The approach reminds me of a quote from the film Contact starring Jodie Foster. In the film, the world had put a GoFundMe type campaign together to finance the construction of a machine that would make contact with extraterrestrial life. When the machine was tested, a religious fanatic destroyed the machine, and all hope was lost. But then S. R. Hadden, a billionaire industrialist who was dying of cancer and was now in residence on the Mir space station, revealed that his company had secretly made a second machine in Japan.

Here Hadden’s quote that reminds me of Bill Gates’ proposal to build seven factories:

Hadden : First rule in government spending: why build one when you can have two at twice the price? Only, this one can be kept secret. Controlled by Americans, built by the Japanese subcontractors.

matt-benson-WsReOI_fuxA-unsplashPhoto by Matt Benson on Unsplash

No champagne rooms

I like this scene in Michael Clayton. A wealthy client of Michael Clayton’s law firm was involved in a hit and run. The client has fled the scene and is making excuses and starts concocting stories about how maybe the car was stolen, or that it was the jogger’s fault. As usual, the client wants to buy his way out of the problem like everything else in his life and not take responsibility or accountability for his mistake.
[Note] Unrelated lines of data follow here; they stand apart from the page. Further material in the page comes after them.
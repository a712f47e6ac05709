// src/config.rs
use std::path::{Path, PathBuf};
use std::time::Duration;

use anyhow::{anyhow, Context, Result};
use serde::Deserialize;

use crate::classify::TimestampPolicy;
use crate::source::traewelling::DEFAULT_BASE_URL;

const ENV_CONFIG_PATH: &str = "EXPORTER_CONFIG_PATH";
const DEFAULT_CONFIG_PATH: &str = "config/exporter.toml";

pub const DEFAULT_POLL_INTERVAL_SECS: u64 = 300;
pub const DEFAULT_REQUEST_TIMEOUT_SECS: u64 = 10;
pub const DEFAULT_METRICS_PORT: u16 = 8080;

#[derive(Debug, Clone, PartialEq, Eq)]
pub struct Config {
    pub token: Option<String>,
    pub usernames: Vec<String>,
    pub base_url: String,
    pub poll_interval: Duration,
    pub request_timeout: Duration,
    pub metrics_port: u16,
    pub timestamp_policy: TimestampPolicy,
    pub metrics_idle_timeout: Option<Duration>,
}

impl Default for Config {
    fn default() -> Self {
        Self {
            token: None,
            usernames: Vec::new(),
            base_url: DEFAULT_BASE_URL.to_string(),
            poll_interval: Duration::from_secs(DEFAULT_POLL_INTERVAL_SECS),
            request_timeout: Duration::from_secs(DEFAULT_REQUEST_TIMEOUT_SECS),
            metrics_port: DEFAULT_METRICS_PORT,
            timestamp_policy: TimestampPolicy::default(),
            metrics_idle_timeout: None,
        }
    }
}

/// Optional file layer. Every key may be omitted.
#[derive(Debug, Default, Deserialize)]
#[serde(deny_unknown_fields)]
struct FileConfig {
    token: Option<String>,
    usernames: Option<Vec<String>>,
    base_url: Option<String>,
    poll_interval_secs: Option<u64>,
    request_timeout_secs: Option<u64>,
    metrics_port: Option<u16>,
    timestamp_source: Option<String>,
    metrics_idle_timeout_secs: Option<u64>,
}

impl Config {
    /// Load config using file + env:
    /// 1) $EXPORTER_CONFIG_PATH (must exist if set)
    /// 2) config/exporter.toml (if present)
    /// 3) environment variables override whatever the file set
    pub fn load() -> Result<Self> {
        let mut cfg = Config::default();
        if let Some(path) = config_file_path()? {
            let text = std::fs::read_to_string(&path)
                .with_context(|| format!("reading config from {}", path.display()))?;
            cfg = Config::from_toml_str(&text)
                .with_context(|| format!("parsing config {}", path.display()))?;
        }
        cfg.apply_env(|k| std::env::var(k).ok());
        cfg.clamp_idle_timeout();
        Ok(cfg)
    }

    /// Smallest idle timeout that keeps live gauges through one late cycle.
    pub fn min_idle_timeout(&self) -> Duration {
        self.poll_interval * 2
    }

    /// A gauge is only re-set once per poll, so an idle timeout at or below the
    /// poll interval would expire live series between cycles. Raise it.
    fn clamp_idle_timeout(&mut self) {
        let floor = self.min_idle_timeout();
        if let Some(ttl) = self.metrics_idle_timeout {
            if ttl < floor {
                tracing::warn!(
                    requested_secs = ttl.as_secs(),
                    using_secs = floor.as_secs(),
                    "metrics idle timeout shorter than two poll intervals; raising it"
                );
                self.metrics_idle_timeout = Some(floor);
            }
        }
    }

    pub fn from_toml_str(s: &str) -> Result<Self> {
        let f: FileConfig = toml::from_str(s)?;
        let mut cfg = Config::default();
        if let Some(t) = f.token {
            cfg.token = non_empty(&t);
        }
        if let Some(list) = f.usernames {
            cfg.usernames = clean_list(list);
        }
        if let Some(u) = f.base_url {
            cfg.base_url = u;
        }
        if let Some(s) = f.poll_interval_secs {
            cfg.poll_interval = Duration::from_secs(s.max(1));
        }
        if let Some(s) = f.request_timeout_secs {
            cfg.request_timeout = Duration::from_secs(s.max(1));
        }
        if let Some(p) = f.metrics_port {
            cfg.metrics_port = p;
        }
        if let Some(src) = f.timestamp_source {
            cfg.timestamp_policy = TimestampPolicy::parse(&src)
                .ok_or_else(|| anyhow!("unknown timestamp_source '{src}'"))?;
        }
        if let Some(s) = f.metrics_idle_timeout_secs {
            cfg.metrics_idle_timeout = (s > 0).then(|| Duration::from_secs(s));
        }
        Ok(cfg)
    }

    /// Overlay environment values. Bad numbers keep the current value and warn.
    pub fn apply_env<F>(&mut self, get: F)
    where
        F: Fn(&str) -> Option<String>,
    {
        if let Some(t) = get("TRAEWELLING_TOKEN") {
            self.token = non_empty(&t);
        }
        if let Some(list) = get("TRAEWELLING_USERNAMES") {
            self.usernames = parse_usernames(&list);
        }
        if let Some(u) = get("TRAEWELLING_BASE_URL").and_then(|u| non_empty(&u)) {
            self.base_url = u;
        }
        if let Some(s) = parse_num::<u64, _>(&get, "POLL_INTERVAL_SECS") {
            self.poll_interval = Duration::from_secs(s.max(1));
        }
        if let Some(s) = parse_num::<u64, _>(&get, "REQUEST_TIMEOUT_SECS") {
            self.request_timeout = Duration::from_secs(s.max(1));
        }
        if let Some(p) = parse_num::<u16, _>(&get, "METRICS_PORT") {
            self.metrics_port = p;
        }
        if let Some(v) = get("TIMESTAMP_SOURCE") {
            match TimestampPolicy::parse(&v) {
                Some(p) => self.timestamp_policy = p,
                None => tracing::warn!(value = %v, "TIMESTAMP_SOURCE not recognised; keeping {:?}", self.timestamp_policy),
            }
        }
        if let Some(s) = parse_num::<u64, _>(&get, "METRICS_IDLE_TIMEOUT_SECS") {
            self.metrics_idle_timeout = (s > 0).then(|| Duration::from_secs(s));
        }
    }
}

fn config_file_path() -> Result<Option<PathBuf>> {
    if let Ok(p) = std::env::var(ENV_CONFIG_PATH) {
        let pb = PathBuf::from(p);
        if pb.exists() {
            return Ok(Some(pb));
        }
        return Err(anyhow!("{ENV_CONFIG_PATH} points to non-existent path"));
    }
    let default = Path::new(DEFAULT_CONFIG_PATH);
    Ok(default.exists().then(|| default.to_path_buf()))
}

fn parse_num<T, G>(get: &G, key: &str) -> Option<T>
where
    T: std::str::FromStr,
    G: Fn(&str) -> Option<String>,
{
    let raw = get(key)?;
    match raw.trim().parse::<T>() {
        Ok(v) => Some(v),
        Err(_) => {
            tracing::warn!(key, value = %raw, "ignoring unparseable number");
            None
        }
    }
}

fn non_empty(s: &str) -> Option<String> {
    let t = s.trim();
    (!t.is_empty()).then(|| t.to_string())
}

/// Split a comma-separated account list. Entries are trimmed; empty entries
/// are dropped; order and case are preserved.
pub fn parse_usernames(raw: &str) -> Vec<String> {
    clean_list(raw.split(',').map(str::to_string))
}

fn clean_list(items: impl IntoIterator<Item = String>) -> Vec<String> {
    let mut out: Vec<String> = Vec::new();
    for it in items {
        let t = it.trim();
        if !t.is_empty() && !out.iter().any(|o| o == t) {
            out.push(t.to_string());
        }
    }
    out
}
Here is Michael Clayton’s response:

“Cops like hit-and-runs. They work ’em hard, they clear ’em fast. Right now there’s a BCI unit picking paint chips off a guard rail. Tomorrow they’re gonna be looking for the owner of a custom painted, hand-rubbed Jaguar XJ12. The guy you hit? If he got a look at the plates, it won’t even take that long. There’s no play here. There’s no angle, there’s no champagne room. I’m not a miracle worker, I’m a janitor. The math on this is simple; the smaller the mess, the easier it is for me to clean up.”

We have become a transactional society:

  • Want to skip the long lines at the airport? Just pay extra for a shorter line pre-approved line, or better yet, take a private jet.
  • Want better healthcare? Pay for a Cadillac healthcare plan, a private room at the hospital, and a concierge doctor service.
  • Want to skip the traffic to JFK out of Manhattan? Take a helicopter!
  • Want to get your kids into an ivy league university? Make a donation and get them to the top of the list.
  • Want your permits approved for another renovation on your house?  Hold a fundraiser for your longer representative.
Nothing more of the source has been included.